В Эдинбург мы летели самолетом, и девочка встречала нас в аэропорту. Я почуяла неладное в тот самый миг, как они поздоровались. Я понятия не имела, что тут не так, пока позже, во время путешествия, отец не признался мне, какую ужасную неловкость почувствовал он, увидев эту девицу. Неловкость и вину. Я спросила, почему, а он воззрился на меня, поражаясь моей тупости: дело ведь слишком очевидно, как длинный нос на ее лице. «Она ужасно некрасивая, бедняжка: я и понятия не имел». Девочка эта не была уродом с двумя головами, не была она и безобразной: она просто не была красавицей. А это для отца много значило. Тогда, не мудрствуя лукаво, я вывела для себя закон: мальчики не ухаживают за девочками, которые носят очки. Кто знает, может, и она не сочла его таким уж сокровищем. Правда, в этом я сомневаюсь.

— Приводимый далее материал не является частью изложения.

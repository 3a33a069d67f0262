//! # atr-config
//!
//! Layered configuration loading for Atrium using figment.
//!
//! Configuration sources (in priority order, highest wins):
//! 1. Environment variables (`ATRIUM_*` prefix, `__` as separator)
//! 2. Project-level `.atrium/config.toml`
//! 3. User-level `~/.config/atrium/config.toml`
//! 4. Built-in defaults
//!
//! # Environment Variable Mapping
//!
//! Figment maps `ATRIUM_ERRORS__MAX_ERRORS` -> `errors.max_errors`,
//! `ATRIUM_RETRY__DELAY_MS` -> `retry.delay_ms`, etc.
//!
//! # Usage
//!
//! ```no_run
//! use atr_config::AtriumConfig;
//!
//! let config = AtriumConfig::load_with_dotenv().expect("config");
//! println!("store capacity: {}", config.errors.max_errors);
//! ```

mod error;
mod retry;
mod store;

pub use error::ConfigError;
pub use retry::RetryConfig;
pub use store::ErrorsConfig;

use figment::{
    Figment,
    providers::{Env, Format, Serialized, Toml},
};
use serde::{Deserialize, Serialize};
use std::path::PathBuf;

#[derive(Debug, Clone, Default, PartialEq, Eq, Deserialize, Serialize)]
pub struct AtriumConfig {
    #[serde(default)]
    pub errors: ErrorsConfig,
    #[serde(default)]
    pub retry: RetryConfig,
}

impl AtriumConfig {
    /// Load and validate configuration from TOML files and environment variables.
    ///
    /// Does NOT call `dotenvy` -- use [`load_with_dotenv`](Self::load_with_dotenv)
    /// if you need `.env` file loading.
    ///
    /// # Errors
    ///
    /// Returns `ConfigError` if a source cannot be parsed or a value is out of range.
    pub fn load() -> Result<Self, ConfigError> {
        let config: Self = Self::figment().extract()?;
        config.validate()?;
        Ok(config)
    }

    /// Load configuration with `.env` file support.
    ///
    /// # Errors
    ///
    /// Same as [`load`](Self::load).
    pub fn load_with_dotenv() -> Result<Self, ConfigError> {
        let _ = dotenvy::dotenv();
        Self::load()
    }

    /// Build the figment provider chain.
    ///
    /// This is public so tests can inspect the figment directly or add
    /// additional providers on top.
    #[must_use]
    pub fn figment() -> Figment {
        let mut figment = Figment::from(Serialized::defaults(Self::default()));

        // Layer 1: User-global config
        if let Some(global_path) = Self::global_config_path() {
            if global_path.exists() {
                figment = figment.merge(Toml::file(global_path));
            }
        }

        // Layer 2: Project-local config
        let local_path = PathBuf::from(".atrium/config.toml");
        if local_path.exists() {
            figment = figment.merge(Toml::file(local_path));
        }

        // Layer 3: Environment variables (highest priority)
        figment.merge(Env::prefixed("ATRIUM_").split("__"))
    }

    /// Validate every section.
    ///
    /// # Errors
    ///
    /// Returns the first `ConfigError::InvalidValue` found.
    pub fn validate(&self) -> Result<(), ConfigError> {
        self.errors.validate()?;
        self.retry.validate()
    }

    /// Path to the user-global config file.
    fn global_config_path() -> Option<PathBuf> {
        dirs::config_dir().map(|p| p.join("atrium").join("config.toml"))
    }
}
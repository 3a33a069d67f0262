//! What a card, toast or dialog needs to render one error.
//!
//! The default view shows only the non-technical title and the record's own
//! message. Code, details and stack are included only when the caller asks
//! for them.

use atr_core::{ErrorCode, ErrorRecord, ErrorType, Severity};
use chrono::{DateTime, Utc};
use serde::Serialize;
use serde_json::Value;

#[derive(Debug, Clone, PartialEq, Eq, Serialize)]
pub struct ErrorView {
    pub id: String,
    #[serde(rename = "type")]
    pub error_type: ErrorType,
    pub severity: Severity,
    /// Fixed user-facing message for the type.
    pub title: &'static str,
    pub message: String,
    pub timestamp: DateTime<Utc>,
    #[serde(skip_serializing_if = "Option::is_none")]
    pub technical: Option<TechnicalDetails>,
}

#[derive(Debug, Clone, PartialEq, Eq, Serialize)]
pub struct TechnicalDetails {
    #[serde(skip_serializing_if = "Option::is_none")]
    pub code: Option<ErrorCode>,
    #[serde(skip_serializing_if = "Option::is_none")]
    pub details: Option<Value>,
    #[serde(skip_serializing_if = "Option::is_none")]
    pub stack: Option<String>,
}

impl ErrorView {
    /// The default, user-facing view.
    #[must_use]
    pub fn summary(record: &ErrorRecord) -> Self {
        Self {
            id: record.id.clone(),
            error_type: record.error_type,
            severity: record.severity,
            title: record.user_message(),
            message: record.message.clone(),
            timestamp: record.timestamp,
            technical: None,
        }
    }

    /// The "show details" view. `technical` stays `None` if the record has nothing to show.
    #[must_use]
    pub fn with_details(record: &ErrorRecord) -> Self {
        let has_technical =
            record.code.is_some() || record.details.is_some() || record.stack.is_some();
        Self {
            technical: has_technical.then(|| TechnicalDetails {
                code: record.code.clone(),
                details: record.details.clone(),
                stack: record.stack.clone(),
            }),
            ..Self::summary(record)
        }
    }
}

impl From<&ErrorRecord> for ErrorView {
    fn from(record: &ErrorRecord) -> Self {
        Self::summary(record)
    }
}
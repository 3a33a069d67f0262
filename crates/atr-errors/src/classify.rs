//! Map a raw failure to `{type, severity}`.

use atr_core::{ErrorType, Severity};
use serde::Serialize;

use crate::failure::RawFailure;

/// The classifier's verdict for one failure.
#[derive(Debug, Clone, Copy, PartialEq, Eq, Hash, Serialize)]
pub struct Classification {
    #[serde(rename = "type")]
    pub error_type: ErrorType,
    pub severity: Severity,
}

impl Classification {
    #[must_use]
    pub const fn new(error_type: ErrorType, severity: Severity) -> Self {
        Self {
            error_type,
            severity,
        }
    }
}

/// Classify a raw failure. First matching rule wins:
///
/// | rule                                   | type           | severity |
/// |----------------------------------------|----------------|----------|
/// | status 401                             | authentication | high     |
/// | status 403                             | authorization  | high     |
/// | status 400..500                        | client         | medium   |
/// | status >= 500                          | server         | high     |
/// | response without a failing status      | network        | medium   |
/// | no response, connectivity marker       | network        | high     |
/// | validation failure                     | validation     | medium   |
/// | anything else                          | client         | medium   |
#[must_use]
pub fn classify(failure: &RawFailure) -> Classification {
    if let Some(response) = failure.response() {
        return match response.status {
            Some(401) => Classification::new(ErrorType::Authentication, Severity::High),
            Some(403) => Classification::new(ErrorType::Authorization, Severity::High),
            Some(400..=499) => Classification::new(ErrorType::Client, Severity::Medium),
            Some(500..) => Classification::new(ErrorType::Server, Severity::High),
            _ => Classification::new(ErrorType::Network, Severity::Medium),
        };
    }
    if failure.is_connectivity_failure() {
        return Classification::new(ErrorType::Network, Severity::High);
    }
    if failure.is_validation() {
        return Classification::new(ErrorType::Validation, Severity::Medium);
    }
    Classification::new(ErrorType::Client, Severity::Medium)
}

Она была довольно милая, хотя изрядно застенчивая и неуклюжая, и мне пришлось делить с ней комнату все время нашего путешествия. Они бы все равно не ночевали в одной комнате, будь она даже привлекательна, поскольку, в отличие от матери, отец не принадлежал к тому поколению, среди которого было принято выставлять напоказ сексуальные отношения, даже если таковые и имели место, да и склад ума у него был совсем другой. Я чувствовала огромную разницу: он вел себя прилично в моих глазах, не проявляя открыто своих связей, не то, что мать, чье поведение меня унижало и отталкивало. И все же для этой девчонки было бы лучше, если бы у нее была собственная комната. Мне было так ее жаль: она, наверное, хотела поплакать, но в моем присутствии не могла. По ночам она частенько шмыгала носом, но я боялась что-либо ей сказать, как-то утешить: судя по ее виду, у нее вполне могла быть аллергия или аденоиды, и не хотелось окончательно обескуражить ее, если она действительно сморкалась, а не плакала. Дальше я помню смутно, потому что посмотрела «Психо» Хичкока в местном шотландском кинотеатре, и этот фильм так расстроил меня, что следующие два дня превратились в расплывчатую пелену: все вокруг я видела будто бы сквозь завесу ливня.